Avoir un OSNI sous forme de livre est nécessairement particulier. On ne sait pas trop ce qu’on lit en parcourant cette petite plaquette. Des inscriptions scéniques nous permettent de croire que nous sommes sur une scène, en même temps il ne s’agit pas d’un texte de théâtre à proprement parler puisque personne d’autres que Pol Pelletier ne pourrait porter ce texte intégral qui ne peut qu’être d’elle et par elle.

C’est un témoignage intéressant en ce qu’il retrace clairement le chemin parcouru tout en mettant en exergue (déjà en 1990) les dangers qui courent devant un certain relâchement de la garde. Elle met d’ailleurs en évidence l’apparente contradiction entre la joie de constater que plusieurs femmes sont maintenant à la tête des théâtres du Québec… et le désarroi devant le fait que dans leur gestion elles ne laissent pas de place à la parole féministe. Par moment, par contre, l’impudeur de Pol Pelletier me met plus mal à l’aise. Ainsi les chicanes et les ruptures professionnelles qu’elle a dû confronter pour assumer ses principes me semblent sans grand intérêt et ressemble à du «lavage de linge sale en famille».
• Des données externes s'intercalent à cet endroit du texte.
//! Validation of PdCluster specs.
//!
//! Failures are configuration errors: the cluster is not reconciled until
//! the spec is corrected.

use std::sync::LazyLock;

use kube::ResourceExt;

use crate::controller::error::{Error, Result};
use crate::crd::{MODE_MICRO_SERVICE, PdCluster, UPDATE_STRATEGY_ON_DELETE, UPDATE_STRATEGY_ROLLING};
use crate::resources::statefulset::parse_storage_request;
use crate::resources::version::cluster_version_at_least_4;

/// Maximum name length to allow room for suffixes like -pd-peer plus an ordinal
pub const MAX_NAME_LENGTH: usize = 53;

/// Validate the resource spec
pub fn validate_spec(cluster: &PdCluster) -> Result<()> {
    validate_name_length(cluster)?;
    validate_replicas(cluster)?;
    validate_mode(cluster)?;
    validate_update_strategy(cluster)?;
    validate_resource_quantities(cluster)?;
    cluster_version_at_least_4(&cluster.spec.version, &cluster.spec.mode)?;
    Ok(())
}

fn validate_name_length(cluster: &PdCluster) -> Result<()> {
    let name = cluster.name_any();
    if name.len() > MAX_NAME_LENGTH {
        return Err(Error::Validation(format!(
            "name '{}' exceeds maximum length of {} characters",
            name, MAX_NAME_LENGTH
        )));
    }
    Ok(())
}

fn validate_replicas(cluster: &PdCluster) -> Result<()> {
    if cluster.spec.replicas < 0 {
        return Err(Error::Validation(format!(
            "replicas cannot be negative, got {}",
            cluster.spec.replicas
        )));
    }
    if cluster.spec.max_failover_count.is_some_and(|c| c < 0) {
        return Err(Error::Validation(
            "maxFailoverCount cannot be negative".to_string(),
        ));
    }
    Ok(())
}

fn validate_mode(cluster: &PdCluster) -> Result<()> {
    let mode = cluster.spec.mode.as_str();
    if !mode.is_empty() && mode != MODE_MICRO_SERVICE {
        return Err(Error::Validation(format!(
            "mode must be empty or '{MODE_MICRO_SERVICE}', got '{mode}'"
        )));
    }
    Ok(())
}

fn validate_update_strategy(cluster: &PdCluster) -> Result<()> {
    let strategy = cluster.spec.update_strategy.as_str();
    if strategy != UPDATE_STRATEGY_ROLLING && strategy != UPDATE_STRATEGY_ON_DELETE {
        return Err(Error::Validation(format!(
            "updateStrategy must be '{UPDATE_STRATEGY_ROLLING}' or '{UPDATE_STRATEGY_ON_DELETE}', got '{strategy}'"
        )));
    }
    Ok(())
}

/// Validate resource quantity formats (storage size, CPU, memory)
fn validate_resource_quantities(cluster: &PdCluster) -> Result<()> {
    parse_storage_request(&cluster.spec.storage.size)?;

    let resources = &cluster.spec.resources;
    for (what, cpu) in [
        ("CPU request", &resources.requests.cpu),
        ("CPU limit", &resources.limits.cpu),
    ] {
        if !is_valid_cpu(cpu) {
            return Err(Error::Validation(format!(
                "invalid {what} '{cpu}'. Expected format: <number>m or <decimal> (e.g., 100m, 0.5, 1)"
            )));
        }
    }
    for (what, memory) in [
        ("memory request", &resources.requests.memory),
        ("memory limit", &resources.limits.memory),
    ] {
        if !is_valid_memory(memory) {
            return Err(Error::Validation(format!(
                "invalid {what} '{memory}'. Expected format: <number><unit> where unit is Ki, Mi, Gi, or Ti (e.g., 256Mi)"
            )));
        }
    }
    Ok(())
}

fn is_valid_cpu(cpu: &str) -> bool {
    static CPU_RE: LazyLock<Option<regex::Regex>> =
        LazyLock::new(|| regex::Regex::new(r"^([0-9]+m?|[0-9]*\.[0-9]+)$").ok());
    CPU_RE.as_ref().is_some_and(|re| re.is_match(cpu))
}

fn is_valid_memory(memory: &str) -> bool {
    static MEMORY_RE: LazyLock<Option<regex::Regex>> =
        LazyLock::new(|| regex::Regex::new(r"^([0-9]+)(Ki|Mi|Gi|Ti)?$").ok());
    MEMORY_RE.as_ref().is_some_and(|re| re.is_match(memory))
}
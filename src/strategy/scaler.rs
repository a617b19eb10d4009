//! One-step scaler.

use std::sync::Arc;

use async_trait::async_trait;
use k8s_openapi::api::apps::v1::StatefulSet;
use kube::ResourceExt;
use tracing::info;

use crate::client::PdClientFactory;
use crate::controller::error::{Error, Result};
use crate::crd::{MemberPhase, PdCluster};
use crate::resources::common::pd_member_name;
use crate::strategy::Scaler;

fn replicas_of(set: &StatefulSet) -> i32 {
    set.spec.as_ref().and_then(|s| s.replicas).unwrap_or(0)
}

fn set_replicas(set: &mut StatefulSet, replicas: i32) {
    if let Some(spec) = set.spec.as_mut() {
        spec.replicas = Some(replicas);
    }
}

/// Moves the replica count one member per pass.
///
/// Scaling out adds the next ordinal. Scaling in first removes the highest
/// ordinal from PD and is refused until status is synced and no upgrade is
/// running.
pub struct StepScaler {
    pd: Arc<dyn PdClientFactory>,
}

impl StepScaler {
    pub fn new(pd: Arc<dyn PdClientFactory>) -> Self {
        Self { pd }
    }
}

#[async_trait]
impl Scaler for StepScaler {
    async fn scale(
        &self,
        cluster: &mut PdCluster,
        live: &StatefulSet,
        desired: &mut StatefulSet,
    ) -> Result<()> {
        let current = replicas_of(live);
        let target = replicas_of(desired);
        // Hold the live count until this step decides otherwise
        set_replicas(desired, current);

        if target > current {
            info!(
                name = %cluster.name_any(),
                from = current,
                to = current + 1,
                "Scaling out PD"
            );
            set_replicas(desired, current + 1);
            return Ok(());
        }
        if target == current {
            return Ok(());
        }

        let status = cluster.status_mut();
        if !status.synced {
            return Err(Error::strategy(
                "scaler",
                "PD status sync failed, can't scale in now",
            ));
        }
        if status.phase == MemberPhase::Upgrade {
            return Err(Error::strategy(
                "scaler",
                "PD is upgrading, can't scale in until the upgrade completes",
            ));
        }

        let ordinal = current - 1;
        let member = pd_member_name(
            &cluster.name_any(),
            ordinal,
            &cluster.namespace().unwrap_or_default(),
            &cluster.spec.cluster_domain,
            cluster.spec.across_k8s,
        );
        info!(name = %cluster.name_any(), member = %member, "Removing PD member before scaling in");
        self.pd
            .client_for(cluster)
            .delete_member(&member)
            .await?;

        set_replicas(desired, ordinal);
        Ok(())
    }
}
Mais je suis quand même très contente d’avoir mis la main sur cet OSNI dont se débarrassait une amie. Et croyez-moi qu’il va rester bien au chaud dans ma bibliothèque comme témoignage de cette parole de femmes souvent dérangeantes mais qui a refusé de se faire taire.

Par Catherine

Extrait :

La création collective, au point de départ comme au point d’arrivée, ce n’est pas un texte, c’est des corps qui bougent et qui font des sons.

(Elle fait toutes sortes de mouvements, et des sons barbares qui réveillent en elle une mémoire encore plus ancienne.)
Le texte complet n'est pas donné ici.